=== DATASET RECORDS ===

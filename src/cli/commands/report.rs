//! Leaderboard and stats commands over the local data directory.

use console::style;

use crate::cli::icons;
use crate::config::Settings;
use crate::models::{parse_guesses, parse_results, Collection};
use crate::services::{leaderboard, CompetitionStats};
use crate::store::JsonStore;

pub async fn cmd_leaderboard(settings: &Settings, json: bool) -> anyhow::Result<()> {
    let store = JsonStore::new(&settings.data_dir);
    let guesses = parse_guesses(&store.load(Collection::Guesses).await);
    let results = parse_results(&store.load(Collection::Results).await);
    let standings = leaderboard(&guesses, &results, settings.winner_threshold);

    if json {
        println!("{}", serde_json::to_string_pretty(&standings)?);
        return Ok(());
    }

    if standings.is_empty() {
        println!("{} No results recorded yet", icons::info());
        return Ok(());
    }

    for standing in &standings {
        println!(
            "\n{} {} ({}): actual {}",
            icons::info(),
            style(&standing.course_name).bold(),
            standing.exam_type,
            standing.actual_average
        );
        if standing.participants.is_empty() {
            println!("  no guesses");
        }
        for p in &standing.participants {
            let marker = if p.is_winner {
                icons::success().to_string()
            } else {
                " ".to_string()
            };
            println!(
                "  {} {:>3}. {:<20} guess {:>6.2}  diff {:>6.2}",
                marker, p.rank, p.username, p.guess, p.difference
            );
        }
    }
    Ok(())
}

pub async fn cmd_stats(settings: &Settings, json: bool) -> anyhow::Result<()> {
    let store = JsonStore::new(&settings.data_dir);
    let stats = CompetitionStats::load(&store).await;

    if json {
        println!("{}", serde_json::to_string_pretty(&stats)?);
        return Ok(());
    }

    println!("{} Competition stats ({})", icons::info(), settings.data_dir.display());
    println!("  Users:               {}", stats.total_users);
    println!("  Predictions:         {}", stats.total_predictions);
    println!("  Results recorded:    {}", stats.results_set);
    println!(
        "  Courses predicted:   {}/{}",
        stats.unique_courses_predicted, stats.total_courses_available
    );
    Ok(())
}
//! HTTP API server for the guessing game.
//!
//! Serves the three collections plus:
//! - Leaderboard and aggregate stats
//! - Backup, CSV export and restore
//! - Health and process diagnostics
//!
//! Every `/api` route is rate limited per client.

mod handlers;
mod middleware;
mod routes;
mod validation;

pub use handlers::{ApiError, ApiMessage, Stats, ADMIN_TOKEN_HEADER};
pub use middleware::ClientKey;
pub use routes::create_router;

use std::net::SocketAddr;
use std::sync::Arc;
use std::time::{Duration, Instant};

use tokio::time::MissedTickBehavior;
use tracing::info;

use crate::config::Settings;
use crate::rate_limit::RateLimiter;
use crate::services::{BackupManager, CsvExporter};
use crate::store::JsonStore;

/// Shared state for the web server.
#[derive(Clone)]
pub struct AppState {
    pub store: Arc<JsonStore>,
    pub backups: Arc<BackupManager>,
    pub exporter: Arc<CsvExporter>,
    pub rate_limiter: Arc<RateLimiter>,
    pub settings: Arc<Settings>,
    pub started_at: Instant,
}

impl AppState {
    /// Wire up the store and its services. Does no I/O.
    pub fn new(settings: &Settings) -> Self {
        let store = Arc::new(JsonStore::new(&settings.data_dir));
        Self {
            backups: Arc::new(BackupManager::new(store.clone(), settings.backup_keep)),
            exporter: Arc::new(CsvExporter::new(store.clone(), settings.winner_threshold)),
            rate_limiter: Arc::new(RateLimiter::new(&settings.rate_limits)),
            store,
            settings: Arc::new(settings.clone()),
            started_at: Instant::now(),
        }
    }

    /// Take a snapshot without making the caller wait for it.
    pub fn spawn_backup(&self) {
        let backups = self.backups.clone();
        tokio::spawn(async move {
            backups.create_backup_logged().await;
        });
    }

    /// Regenerate the CSV reports without making the caller wait for them.
    pub fn spawn_export(&self) {
        let exporter = self.exporter.clone();
        tokio::spawn(async move {
            exporter.export_logged().await;
        });
    }
}

fn spawn_periodic_backups(backups: Arc<BackupManager>, every: Duration) {
    tokio::spawn(async move {
        let mut ticker = tokio::time::interval_at(tokio::time::Instant::now() + every, every);
        ticker.set_missed_tick_behavior(MissedTickBehavior::Delay);
        loop {
            ticker.tick().await;
            if backups.create_backup_logged().await.is_some() {
                info!("Periodic backup completed");
            }
        }
    });
}

fn spawn_rate_limit_sweeps(limiter: Arc<RateLimiter>, every: Duration) {
    tokio::spawn(async move {
        let mut ticker = tokio::time::interval_at(tokio::time::Instant::now() + every, every);
        loop {
            ticker.tick().await;
            limiter.sweep();
        }
    });
}

async fn shutdown_signal() {
    if tokio::signal::ctrl_c().await.is_ok() {
        info!("Shutdown signal received");
    }
}

/// Start the web server.
///
/// Initializes the data directory, takes a startup snapshot and schedules
/// periodic backups before accepting connections.
pub async fn serve(settings: &Settings, addr: SocketAddr) -> anyhow::Result<()> {
    let state = AppState::new(settings);
    state.store.init().await?;
    info!("Data directory: {}", settings.data_dir.display());

    state.backups.create_backup_logged().await;
    spawn_periodic_backups(state.backups.clone(), settings.backup_interval);
    spawn_rate_limit_sweeps(state.rate_limiter.clone(), settings.rate_limit_sweep);
    info!(
        "Periodic backup scheduled every {}s",
        settings.backup_interval.as_secs()
    );

    let app = create_router(state);
    tracing::info!("Starting server at http://{}", addr);

    let listener = tokio::net::TcpListener::bind(addr).await?;
    axum::serve(
        listener,
        app.into_make_service_with_connect_info::<SocketAddr>(),
    )
    .with_graceful_shutdown(shutdown_signal())
    .await?;

    Ok(())
}
//! Console output icons shared by every command.

use console::{style, StyledObject};

/// Success checkmark icon (green ✓).
pub fn success() -> StyledObject<&'static str> {
    style("✓").green()
}

/// Info/progress arrow icon (cyan →).
pub fn info() -> StyledObject<&'static str> {
    style("→").cyan()
}

/// Error icon (red ✗).
pub fn error() -> StyledObject<&'static str> {
    style("✗").red()
}

/// Bullet point.
pub fn bullet() -> StyledObject<&'static str> {
    style("•").dim()
}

===

Lines with "icons" in them are what the answer must contain; copy each from the records above.

*SOLUTION TO THE PROBLEM*
use crate::cli::icons;
        println!("{} No results recorded yet", icons::info());
            icons::info(),
                icons::success().to_string()
    println!("{} Competition stats ({})", icons::info(), settings.data_dir.display());
//! Console output icons shared by every command.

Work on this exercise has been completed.